How Cooling Load Is Calculated
For simple residential estimates, many contractors use a rule of thumb: roughly one ton of cooling (12,000 BTU/h) for every 500 square feet of floor area. This gives a ballpark number but ignores window orientation, insulation quality, climate zone, ceiling height, and internal heat sources. It’s a starting point, not an engineering answer.
For commercial and institutional buildings, ASHRAE (the American Society of Heating, Refrigerating and Air-Conditioning Engineers) recommends two primary methods. The heat balance method (HBM) is the most rigorous. It models four interconnected processes: how heat interacts with the outside surface of each wall and roof, how it conducts through those materials, how it behaves on the inside surfaces, and how it ultimately reaches the room air. All of these are solved simultaneously using computer software.
The radiant time series method (RTSM) is a simplified version derived from the heat balance method. It calculates heat gain through each surface using response factors, then separates those gains into radiant and convective portions to determine how quickly they actually become cooling load. The RTSM replaced older simplified approaches like the transfer function method and the cooling load temperature difference method, both of which are now considered outdated.
Both methods require detailed inputs: construction materials and thicknesses, window types and orientations, occupancy schedules, lighting power densities, equipment heat output, ventilation rates, and local climate data. ASHRAE’s 2025 Handbook of Fundamentals includes significantly expanded climate data tables to reflect current conditions and forecasts, which directly affects the outdoor design temperatures used in these calculations.
Units and Conversions
Because cooling load is energy per unit of time, it’s expressed as a power measurement. The three units you’ll encounter most often are:
- BTU/h (British thermal units per hour): standard in U.S. residential and light commercial work
- kW (kilowatts): used internationally and in larger commercial applications. One kW equals 3,412 BTU/h.
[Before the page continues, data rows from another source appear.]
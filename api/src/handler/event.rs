use axum::{extract::State, http::StatusCode, Json};
use garde::Validate;
use kernel::model::{
    event::event::DeleteEvent,
    id::EventId,
    registration::event::{CancelRegistration, CreateRegistration},
    role::policy,
};
use registry::AppRegistry;
use shared::error::{AppError, AppResult};

use crate::{
    extractor::{AuthorizedUser, JsonBody, PathParam},
    model::{
        event::{
            CreateEventRequest, CreateEventRequestWithCreator, CreatedEventResponse,
            EventCapacityResponse, EventResponse, EventsResponse, UpdateEventRequest,
            UpdateEventRequestWithIds,
        },
        registration::{RegistrationResponse, RegistrationsResponse},
    },
};

pub async fn register_event(
    user: AuthorizedUser,
    State(registry): State<AppRegistry>,
    JsonBody(req): JsonBody<CreateEventRequest>,
) -> AppResult<(StatusCode, Json<CreatedEventResponse>)> {
    user.require(policy::MANAGE_EVENTS)?;
    req.validate(&())?;
    req.check_schedule()?;

    let event_id = registry
        .event_repository()
        .create(CreateEventRequestWithCreator::new(user.id(), req).into())
        .await?;

    Ok((StatusCode::CREATED, Json(CreatedEventResponse { event_id })))
}

pub async fn show_event_list(
    user: AuthorizedUser,
    State(registry): State<AppRegistry>,
) -> AppResult<Json<EventsResponse>> {
    user.require(policy::BROWSE_EVENTS)?;

    let items = registry
        .event_repository()
        .find_all()
        .await?
        .into_iter()
        .map(EventResponse::from)
        .collect();

    Ok(Json(EventsResponse { items }))
}

pub async fn show_event(
    user: AuthorizedUser,
    PathParam(event_id): PathParam<EventId>,
    State(registry): State<AppRegistry>,
) -> AppResult<Json<EventResponse>> {
    user.require(policy::BROWSE_EVENTS)?;

    registry
        .event_repository()
        .find_by_id(event_id)
        .await
        .and_then(|e| match e {
            Some(e) => Ok(Json(e.into())),
            None => Err(AppError::EntityNotFound("Evento não encontrado".into())),
        })
}

pub async fn update_event(
    user: AuthorizedUser,
    PathParam(event_id): PathParam<EventId>,
    State(registry): State<AppRegistry>,
    JsonBody(req): JsonBody<UpdateEventRequest>,
) -> AppResult<StatusCode> {
    user.require(policy::MANAGE_EVENTS)?;
    req.validate(&())?;
    req.check_schedule()?;

    registry
        .event_repository()
        .update(UpdateEventRequestWithIds::new(event_id, user.id(), req).into())
        .await
        .map(|_| StatusCode::OK)
}

pub async fn delete_event(
    user: AuthorizedUser,
    PathParam(event_id): PathParam<EventId>,
    State(registry): State<AppRegistry>,
) -> AppResult<StatusCode> {
    user.require(policy::DELETE_EVENTS)?;

    registry
        .event_repository()
        .delete(DeleteEvent::new(event_id, user.id()))
        .await
        .map(|_| StatusCode::OK)
}

pub async fn show_capacity(
    user: AuthorizedUser,
    PathParam(event_id): PathParam<EventId>,
    State(registry): State<AppRegistry>,
) -> AppResult<Json<EventCapacityResponse>> {
    user.require(policy::BROWSE_EVENTS)?;

    registry
        .event_repository()
        .capacity(event_id)
        .await
        .map(EventCapacityResponse::from)
        .map(Json)
}

pub async fn register_for_event(
    user: AuthorizedUser,
    PathParam(event_id): PathParam<EventId>,
    State(registry): State<AppRegistry>,
) -> AppResult<(StatusCode, Json<RegistrationResponse>)> {
    user.require(policy::BROWSE_EVENTS)?;

    let registration = registry
        .registration_repository()
        .create(CreateRegistration::new(event_id, user.id()))
        .await?;

    // メール送信の失敗は登録自体の結果に影響させない
    if let Err(e) = registry.mailer().registration_received(&registration).await {
        tracing::warn!(
            registration_id = %registration.registration_id,
            error.message = %e,
            "failed to send registration mail"
        );
    }

    Ok((StatusCode::CREATED, Json(registration.into())))
}

pub async fn cancel_registration(
    user: AuthorizedUser,
    PathParam(event_id): PathParam<EventId>,
    State(registry): State<AppRegistry>,
) -> AppResult<StatusCode> {
    registry
        .registration_repository()
        .cancel(CancelRegistration::new(event_id, user.id()))
        .await
        .map(|_| StatusCode::OK)
}

pub async fn show_event_registrations(
    user: AuthorizedUser,
    PathParam(event_id): PathParam<EventId>,
    State(registry): State<AppRegistry>,
) -> AppResult<Json<RegistrationsResponse>> {
    user.require(policy::MANAGE_REGISTRATIONS)?;

    // 存在しないイベントは空の一覧ではなく 404 にする
    if registry.event_repository().find_by_id(event_id).await?.is_none() {
        return Err(AppError::EntityNotFound("Evento não encontrado".into()));
    }

    registry
        .registration_repository()
        .find_all(Some(event_id))
        .await
        .map(RegistrationsResponse::from)
        .map(Json)
}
- Tons of refrigeration: common in U.S. commercial HVAC. One ton equals 12,000 BTU/h, or about 3.5 kW.
A typical home might have a cooling load of 24,000 to 60,000 BTU/h (2 to 5 tons). A large office building could require hundreds or even thousands of tons. The number depends entirely on the building’s size, construction, location, and use.
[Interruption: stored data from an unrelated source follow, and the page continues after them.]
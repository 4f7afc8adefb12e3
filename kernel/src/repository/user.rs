use async_trait::async_trait;
use shared::error::AppResult;

use crate::model::{
    id::UserId,
    user::{
        event::{CreateUser, UpdateUserPassword, UpdateUserProfile, UpdateUserRole},
        User,
    },
};

#[async_trait]
pub trait UserRepository: Send + Sync {
    async fn find_current_user(&self, current_user_id: UserId) -> AppResult<Option<User>>;
    async fn find_by_email(&self, email: &str) -> AppResult<Option<User>>;
    async fn find_all(&self) -> AppResult<Vec<User>>;
    async fn create(&self, event: CreateUser) -> AppResult<User>;
    async fn update_profile(&self, event: UpdateUserProfile) -> AppResult<User>;
    async fn update_password(&self, event: UpdateUserPassword) -> AppResult<()>;
    /// 実行者の現在のロールを DB 上で確認しつつ、条件付きで一度に更新する
    async fn update_role(&self, event: UpdateUserRole) -> AppResult<()>;
}
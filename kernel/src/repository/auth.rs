use async_trait::async_trait;
use shared::error::AppResult;

use crate::model::{
    auth::{AccessToken, Session, SessionUser},
    id::UserId,
};

#[async_trait]
pub trait AuthRepository: Send + Sync {
    /// Returns `InvalidCredentials` for an unknown email and for a wrong
    /// password alike.
    async fn verify_user(&self, email: &str, password: &str) -> AppResult<UserId>;
    async fn create_session(&self, user_id: UserId) -> AppResult<Session>;
    /// Only sessions with `valid = true` and an expiry in the future resolve.
    async fn fetch_session_user(&self, token: &AccessToken) -> AppResult<Option<SessionUser>>;
    async fn invalidate_session(&self, token: &AccessToken) -> AppResult<()>;
}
Why Accurate Cooling Load Matters
Getting the cooling load right affects energy bills, comfort, equipment lifespan, and humidity control. A properly sized system runs longer cycles at lower intensity, which removes more moisture from indoor air and maintains steadier temperatures. It also avoids the wear and tear of constant on-off cycling that comes with oversized equipment.
Different building types have very different cooling profiles. Hospitals require 25 cubic feet per minute of outside air per person for patient rooms, compared to 20 cfm per person for offices and 15 cfm per person for classrooms and theaters. Retail stores are measured differently, at 0.2 to 0.3 cfm per square foot of floor area. Each of these ventilation requirements adds directly to the cooling load, because every cubic foot of hot, humid outdoor air introduced into a building is air that the cooling system must condition.
Climate change is also shifting cooling loads upward in many regions. Updated weather data, like the expanded datasets in ASHRAE’s 2025 edition, reflects higher design temperatures and changing humidity patterns. A building designed using climate data from 20 years ago may be under-cooled by today’s standards, which is one reason load calculations should use the most current data available.